> Work instruction
On how many lines of these entries does the word "Result" occur? State the number alone.

[Collected data entries]
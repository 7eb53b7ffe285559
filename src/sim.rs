//! 메모리 네트워크
//!
//! raw 소켓 없이 프로토콜을 돌리기 위한 시뮬레이션. 호스트 IP마다 열린 소켓 목록을
//! 두고, 전송된 패킷을 목적지 호스트의 모든 소켓에 복사한다 (raw 소켓과 같은 의미).
//!
//! - 확률적 손실 / 중복 (`FaultModel`)
//! - 다음 한 패킷만 골라 버리거나 복제하는 규칙 (`drop_next`, `duplicate_next`)
//! - 전송된 모든 패킷과 그 운명을 보는 탭 (`tap`)

use std::future::Future;
use std::io;
use std::net::Ipv4Addr;
use std::sync::atomic::{AtomicU64, Ordering};
use std::sync::Arc;

use bytes::Bytes;
use dashmap::DashMap;
use parking_lot::Mutex;
use rand::Rng;
use tokio::sync::mpsc;
use tracing::trace;

use crate::socket::{Network, RawSocket};

type Delivery = (Bytes, Ipv4Addr);
type Matcher = Box<dyn Fn(&[u8]) -> bool + Send + Sync>;

/// 확률적 장애 모델
#[derive(Debug, Clone, Copy, Default, PartialEq)]
pub struct FaultModel {
    /// 패킷 손실 확률 (0.0 ~ 1.0)
    pub loss_rate: f64,

    /// 패킷 중복 확률 (0.0 ~ 1.0)
    pub duplicate_rate: f64,
}

/// 패킷 처리 결과
#[derive(Debug, Clone, Copy, PartialEq, Eq)]
pub enum Fate {
    Delivered,
    Dropped,
    Duplicated,
}

/// 탭으로 관측된 패킷
#[derive(Debug, Clone)]
pub struct Captured {
    pub source: Ipv4Addr,
    pub destination: Ipv4Addr,
    pub bytes: Bytes,
    pub fate: Fate,
}

struct Rule {
    matcher: Matcher,
    fate: Fate,
}

struct Endpoint {
    id: u64,
    tx: mpsc::UnboundedSender<Delivery>,
}

struct Inner {
    hosts: DashMap<Ipv4Addr, Vec<Endpoint>>,
    next_id: AtomicU64,
    faults: Mutex<FaultModel>,
    rules: Mutex<Vec<Rule>>,
    taps: Mutex<Vec<mpsc::UnboundedSender<Captured>>>,
}

/// 공유 메모리 네트워크 (clone은 같은 네트워크를 가리킴)
#[derive(Clone)]
pub struct MemoryNetwork {
    inner: Arc<Inner>,
}

impl MemoryNetwork {
    pub fn new() -> Self {
        Self::with_faults(FaultModel::default())
    }

    pub fn with_faults(faults: FaultModel) -> Self {
        Self {
            inner: Arc::new(Inner {
                hosts: DashMap::new(),
                next_id: AtomicU64::new(0),
                faults: Mutex::new(faults),
                rules: Mutex::new(Vec::new()),
                taps: Mutex::new(Vec::new()),
            }),
        }
    }

    /// 주어진 IP의 호스트 뷰
    pub fn host(&self, ip: Ipv4Addr) -> MemoryHost {
        MemoryHost {
            ip,
            network: self.clone(),
        }
    }

    pub fn set_faults(&self, faults: FaultModel) {
        *self.inner.faults.lock() = faults;
    }

    /// 조건에 맞는 다음 패킷 하나를 버림
    pub fn drop_next(&self, matcher: impl Fn(&[u8]) -> bool + Send + Sync + 'static) {
        self.push_rule(Box::new(matcher), Fate::Dropped);
    }

    /// 조건에 맞는 다음 패킷 하나를 두 번 전달
    pub fn duplicate_next(&self, matcher: impl Fn(&[u8]) -> bool + Send + Sync + 'static) {
        self.push_rule(Box::new(matcher), Fate::Duplicated);
    }

    fn push_rule(&self, matcher: Matcher, fate: Fate) {
        self.inner.rules.lock().push(Rule { matcher, fate });
    }

    /// 이후 전송되는 모든 패킷 관측
    pub fn tap(&self) -> mpsc::UnboundedReceiver<Captured> {
        let (tx, rx) = mpsc::unbounded_channel();
        self.inner.taps.lock().push(tx);
        rx
    }

    /// 호스트에 열린 소켓 수
    pub fn open_sockets(&self, ip: Ipv4Addr) -> usize {
        self.inner.hosts.get(&ip).map_or(0, |eps| eps.len())
    }

    fn decide(&self, bytes: &[u8]) -> Fate {
        {
            let mut rules = self.inner.rules.lock();
            if let Some(index) = rules.iter().position(|rule| (rule.matcher)(bytes)) {
                return rules.remove(index).fate;
            }
        }

        let faults = *self.inner.faults.lock();
        let mut rng = rand::thread_rng();
        if rng.gen_bool(faults.loss_rate.clamp(0.0, 1.0)) {
            Fate::Dropped
        } else if rng.gen_bool(faults.duplicate_rate.clamp(0.0, 1.0)) {
            Fate::Duplicated
        } else {
            Fate::Delivered
        }
    }

    fn transmit(&self, source: Ipv4Addr, destination: Ipv4Addr, packet: &[u8]) {
        let bytes = Bytes::copy_from_slice(packet);
        let fate = self.decide(packet);

        let copies = match fate {
            Fate::Dropped => 0,
            Fate::Delivered => 1,
            Fate::Duplicated => 2,
        };
        trace!("{} -> {}: {} bytes {:?}", source, destination, bytes.len(), fate);

        if copies > 0 {
            if let Some(mut endpoints) = self.inner.hosts.get_mut(&destination) {
                endpoints.retain(|ep| {
                    (0..copies).all(|_| ep.tx.send((bytes.clone(), source)).is_ok())
                });
            }
        }

        self.inner.taps.lock().retain(|tap| {
            tap.send(Captured {
                source,
                destination,
                bytes: bytes.clone(),
                fate,
            })
            .is_ok()
        });
    }

    fn attach(&self, ip: Ipv4Addr) -> (u64, mpsc::UnboundedReceiver<Delivery>) {
        let id = self.inner.next_id.fetch_add(1, Ordering::Relaxed);
        let (tx, rx) = mpsc::unbounded_channel();
        self.inner.hosts.entry(ip).or_default().push(Endpoint { id, tx });
        (id, rx)
    }

    fn detach(&self, ip: Ipv4Addr, id: u64) {
        if let Some(mut endpoints) = self.inner.hosts.get_mut(&ip) {
            endpoints.retain(|ep| ep.id != id);
        }
    }
}

impl Default for MemoryNetwork {
    fn default() -> Self {
        Self::new()
    }
}

/// 메모리 네트워크 위의 한 호스트
#[derive(Clone)]
pub struct MemoryHost {
    ip: Ipv4Addr,
    network: MemoryNetwork,
}

impl Network for MemoryHost {
    type Socket = MemorySocket;

    fn local_ip(&self) -> Ipv4Addr {
        self.ip
    }

    fn open(&self) -> io::Result<MemorySocket> {
        let (id, rx) = self.network.attach(self.ip);
        Ok(MemorySocket {
            ip: self.ip,
            id,
            rx: tokio::sync::Mutex::new(rx),
            network: self.network.clone(),
        })
    }
}

/// 메모리 네트워크 소켓. drop 시 호스트에서 분리
pub struct MemorySocket {
    ip: Ipv4Addr,
    id: u64,
    rx: tokio::sync::Mutex<mpsc::UnboundedReceiver<Delivery>>,
    network: MemoryNetwork,
}

impl RawSocket for MemorySocket {
    fn local_ip(&self) -> Ipv4Addr {
        self.ip
    }

    fn send_to<'a>(
        &'a self,
        packet: &'a [u8],
        dest: Ipv4Addr,
    ) -> impl Future<Output = io::Result<usize>> + Send + 'a {
        async move {
            self.network.transmit(self.ip, dest, packet);
            Ok(packet.len())
        }
    }

    fn recv_from<'a>(
        &'a self,
        buf: &'a mut [u8],
    ) -> impl Future<Output = io::Result<(usize, Ipv4Addr)>> + Send + 'a {
        async move {
            let mut rx = self.rx.lock().await;
            let (bytes, source) = rx.recv().await.ok_or_else(|| {
                io::Error::new(io::ErrorKind::NotConnected, "memory socket detached")
            })?;

            let len = bytes.len().min(buf.len());
            buf[..len].copy_from_slice(&bytes[..len]);
            Ok((len, source))
        }
    }
}

impl Drop for MemorySocket {
    fn drop(&mut self) {
        self.network.detach(self.ip, self.id);
    }
}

> Reply
3